## Work task
Every line in the records below with the string "info" is to be copied out.

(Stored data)
# # # # # # #
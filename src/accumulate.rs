//! # Accumulation run
//! For every configured source, in order:
//! fetch → normalize → load-or-create store → merge → sort → stamp build
//! time → atomic write → ledger upsert.
//!
//! A failing source is logged and skipped. Its store file and ledger record
//! stay exactly as they were; the other sources are unaffected.

use chrono::{DateTime, Utc};
use metrics::{counter, describe_counter, describe_gauge, gauge};
use once_cell::sync::OnceCell;
use std::path::PathBuf;

use crate::clock::Clock;
use crate::config::AccumulatorConfig;
use crate::ingest::types::FeedFetcher;
use crate::ingest::{self, IngestError};
use crate::ledger::{RunLedger, RunRecord, RunStatus};
use crate::persist;
use crate::slug;
use crate::store::merge::{merge, MergeOutcome};
use crate::store::sort::sort_newest_first;
use crate::store::{xml, FeedStore, UNTITLED_FEED};

fn ensure_metrics_described() {
    static ONCE: OnceCell<()> = OnceCell::new();
    ONCE.get_or_init(|| {
        describe_counter!("accumulate_sources_total", "Sources processed.");
        describe_counter!(
            "accumulate_source_failures_total",
            "Sources skipped because fetch, parse, load or write failed."
        );
        describe_counter!("accumulate_new_items_total", "Items added to stores.");
        describe_counter!(
            "accumulate_skipped_entries_total",
            "Entries dropped for lacking an id and a link."
        );
        describe_gauge!(
            "accumulate_last_run_ts",
            "Unix ts when the accumulation run last finished."
        );
    });
}

#[derive(Debug, thiserror::Error)]
pub enum SourceFailure {
    #[error(transparent)]
    Ingest(#[from] IngestError),
    #[error("existing store {} is unreadable: {error:#}", .path.display())]
    Load { path: PathBuf, error: anyhow::Error },
    #[error("writing store {} failed: {error:#}", .path.display())]
    Persist { path: PathBuf, error: anyhow::Error },
}

#[derive(Debug, Clone)]
pub struct SourceReport {
    pub source_url: String,
    pub title: String,
    pub slug: String,
    pub store_path: PathBuf,
    pub created: bool,
    pub merge: MergeOutcome,
    pub total_items: usize,
}

#[derive(Debug)]
pub struct SourceOutcome {
    pub source_url: String,
    pub result: Result<SourceReport, SourceFailure>,
}

#[derive(Debug)]
pub struct RunSummary {
    pub outcomes: Vec<SourceOutcome>,
    pub finished_at: DateTime<Utc>,
}

impl RunSummary {
    pub fn succeeded(&self) -> impl Iterator<Item = &SourceReport> {
        self.outcomes.iter().filter_map(|o| o.result.as_ref().ok())
    }

    pub fn failed(&self) -> impl Iterator<Item = (&str, &SourceFailure)> {
        self.outcomes
            .iter()
            .filter_map(|o| o.result.as_ref().err().map(|e| (o.source_url.as_str(), e)))
    }

    pub fn new_items(&self) -> usize {
        self.succeeded().map(|r| r.merge.new_items).sum()
    }
}

pub struct Accumulator<'a> {
    cfg: &'a AccumulatorConfig,
    fetcher: &'a dyn FeedFetcher,
    clock: &'a dyn Clock,
}

impl<'a> Accumulator<'a> {
    pub fn new(
        cfg: &'a AccumulatorConfig,
        fetcher: &'a dyn FeedFetcher,
        clock: &'a dyn Clock,
    ) -> Self {
        Self {
            cfg,
            fetcher,
            clock,
        }
    }

    /// Process every configured source sequentially, then stamp the ledger's
    /// `last_run`. Never fails as a whole; per-source errors are in the summary.
    pub async fn run(&self, ledger: &mut RunLedger) -> RunSummary {
        ensure_metrics_described();
        let mut outcomes = Vec::with_capacity(self.cfg.sources.len());

        for src in &self.cfg.sources {
            let url = src.url.as_str();
            counter!("accumulate_sources_total").increment(1);
            let result = self.process_source(url, ledger).await;
            match &result {
                Ok(r) => tracing::info!(
                    target: "accumulate",
                    url,
                    slug = %r.slug,
                    created = r.created,
                    new = r.merge.new_items,
                    total = r.total_items,
                    "source accumulated"
                ),
                Err(e) => {
                    counter!("accumulate_source_failures_total").increment(1);
                    tracing::warn!(target: "accumulate", url, error = %e, "source skipped");
                }
            }
            outcomes.push(SourceOutcome {
                source_url: url.to_string(),
                result,
            });
        }

        let finished_at = self.clock.now();
        ledger.touch_last_run(finished_at);
        gauge!("accumulate_last_run_ts").set(finished_at.timestamp() as f64);

        RunSummary {
            outcomes,
            finished_at,
        }
    }

    /// One source end to end. The ledger is only touched after the store has
    /// been written successfully.
    pub async fn process_source(
        &self,
        url: &str,
        ledger: &mut RunLedger,
    ) -> Result<SourceReport, SourceFailure> {
        let feed = ingest::fetch_and_normalize(self.fetcher, url).await?;

        let title = feed
            .channel
            .title
            .clone()
            .unwrap_or_else(|| UNTITLED_FEED.to_string());
        let slug = self.claim_slug(ledger, url, &title).await;
        let path = self.cfg.store_path(&slug);

        let existing = persist::read_optional(&path)
            .await
            .and_then(|bytes| bytes.map(|b| xml::from_xml(&b)).transpose())
            .map_err(|error| SourceFailure::Load {
                path: path.clone(),
                error,
            })?;
        let created = existing.is_none();
        let mut store = existing.unwrap_or_else(|| FeedStore::create(&feed.channel));
        if let Some(image) = &self.cfg.channel_image_url {
            store.set_image_url(image.as_str());
        }

        let outcome = merge(&mut store, &feed.entries);
        sort_newest_first(&mut store);
        let now = self.clock.now();
        store.touch_build_time(now, self.cfg.utc_offset());

        let persisted = match xml::to_xml(&store, &self.cfg.stylesheet_href) {
            Ok(bytes) => persist::write_atomic(&path, &bytes).await,
            Err(e) => Err(e),
        };
        persisted.map_err(|error| SourceFailure::Persist {
            path: path.clone(),
            error,
        })?;

        counter!("accumulate_new_items_total").increment(outcome.new_items as u64);
        counter!("accumulate_skipped_entries_total").increment(outcome.unidentifiable as u64);

        ledger.upsert(
            RunRecord {
                title: title.clone(),
                slug: slug.clone(),
                source_url: url.to_string(),
                published_feed_url: self.cfg.published_feed_url(&slug),
                description: feed.channel.description.clone().unwrap_or_default(),
                link: feed.channel.link.clone().unwrap_or_default(),
                last_updated: now,
                status: RunStatus::Success,
                total_items: store.len(),
                new_items_this_run: outcome.new_items,
                extra: Default::default(),
            },
            now,
        );

        Ok(SourceReport {
            source_url: url.to_string(),
            title,
            slug,
            store_path: path,
            created,
            merge: outcome,
            total_items: store.len(),
        })
    }

    /// Store slug for `url`. A source keeps the slug its ledger record already
    /// carries, whatever its title does later. A new source derives one from
    /// the title and disambiguates it when another record owns it or a store
    /// file of that name is already on disk.
    async fn claim_slug(&self, ledger: &RunLedger, url: &str, title: &str) -> String {
        if let Some(rec) = ledger.get(url).filter(|r| !r.slug.is_empty()) {
            return rec.slug.clone();
        }
        let base = slug::slug_for_source(title, url);
        let owned_by_other = ledger
            .records()
            .iter()
            .any(|r| r.slug == base && r.source_url != url);
        let orphan_file = tokio::fs::try_exists(self.cfg.store_path(&base))
            .await
            .unwrap_or(true);
        if owned_by_other || orphan_file {
            let slug = slug::disambiguate(&base, url);
            tracing::info!(target: "accumulate", url, base = %base, slug = %slug, "slug already in use");
            slug
        } else {
            base
        }
    }
}

/// Load the ledger, accumulate all sources, save the ledger.
///
/// Fails only when the ledger itself cannot be read or written; an unreadable
/// ledger aborts before any store is touched.
pub async fn run_once(
    cfg: &AccumulatorConfig,
    fetcher: &dyn FeedFetcher,
    clock: &dyn Clock,
) -> anyhow::Result<RunSummary> {
    let mut ledger = RunLedger::load(&cfg.ledger_path).await?;
    let summary = Accumulator::new(cfg, fetcher, clock).run(&mut ledger).await;
    ledger.save(&cfg.ledger_path).await?;
    Ok(summary)
}

#[cfg(test)]
mod tests {
    use super::*;
    use crate::clock::FixedClock;
    use crate::ingest::fixture::StaticFetcher;
    use chrono::TimeZone;

    const URL: &str = "https://example.test/a.xml";

    fn rss(title: &str, items: &[(&str, &str)]) -> String {
        let body: String = items
            .iter()
            .map(|(id, date)| {
                format!("<item><title>{id}</title><guid>{id}</guid><pubDate>{date}</pubDate></item>")
            })
            .collect();
        format!("<rss version=\"2.0\"><channel><title>{title}</title>{body}</channel></rss>")
    }

    #[tokio::test]
    async fn scenario_three_entries_sorted_and_counted() {
        let dir = tempfile::tempdir().unwrap();
        let cfg = AccumulatorConfig::new([URL]).rooted_at(dir.path());
        let fetcher = StaticFetcher::new().with_body(
            URL,
            rss(
                "Alpha",
                &[
                    ("3", "Wed, 03 Jan 2024 00:00:00 +0000"),
                    ("1", "Mon, 01 Jan 2024 00:00:00 +0000"),
                    ("2", "Tue, 02 Jan 2024 00:00:00 +0000"),
                ],
            ),
        );
        let clock = FixedClock(Utc.with_ymd_and_hms(2024, 1, 4, 0, 0, 0).unwrap());
        let mut ledger = RunLedger::default();

        let report = Accumulator::new(&cfg, &fetcher, &clock)
            .process_source(URL, &mut ledger)
            .await
            .unwrap();
        assert!(report.created);
        assert_eq!(report.merge.new_items, 3);
        assert_eq!(report.slug, "alpha");

        let stored = xml::from_xml(&std::fs::read(&report.store_path).unwrap()).unwrap();
        assert_eq!(stored.identities().collect::<Vec<_>>(), vec!["3", "2", "1"]);
        assert_eq!(ledger.get(URL).unwrap().total_items, stored.len());
    }

    fn record(url: &str, slug: &str) -> RunRecord {
        RunRecord {
            title: "News".into(),
            slug: slug.into(),
            source_url: url.into(),
            published_feed_url: String::new(),
            description: String::new(),
            link: String::new(),
            last_updated: Utc::now(),
            status: RunStatus::Success,
            total_items: 0,
            new_items_this_run: 0,
            extra: Default::default(),
        }
    }

    #[tokio::test]
    async fn slug_is_sticky_and_never_reuses_a_taken_name() {
        let dir = tempfile::tempdir().unwrap();
        let cfg = AccumulatorConfig::new([URL]).rooted_at(dir.path());
        let fetcher = StaticFetcher::new();
        let clock = FixedClock(Utc::now());
        let acc = Accumulator::new(&cfg, &fetcher, &clock);

        let mut ledger = RunLedger::default();
        ledger.upsert(record("https://other.test/rss", "news"), Utc::now());
        assert_eq!(
            acc.claim_slug(&ledger, "https://other.test/rss", "Renamed").await,
            "news"
        );
        let ours = acc.claim_slug(&ledger, URL, "News").await;
        assert_ne!(ours, "news");
        assert!(ours.starts_with("news-"));

        // a leftover file with no owner still blocks the name
        std::fs::create_dir_all(&cfg.feeds_dir).unwrap();
        std::fs::write(cfg.store_path("daily"), "<rss/>").unwrap();
        assert_ne!(acc.claim_slug(&RunLedger::default(), URL, "Daily").await, "daily");
        assert_eq!(acc.claim_slug(&RunLedger::default(), URL, "Weekly").await, "weekly");
    }
}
# # # # # # #
## Output below
                Ok(r) => tracing::info!(
            tracing::info!(target: "accumulate", url, base = %base, slug = %slug, "slug already in use");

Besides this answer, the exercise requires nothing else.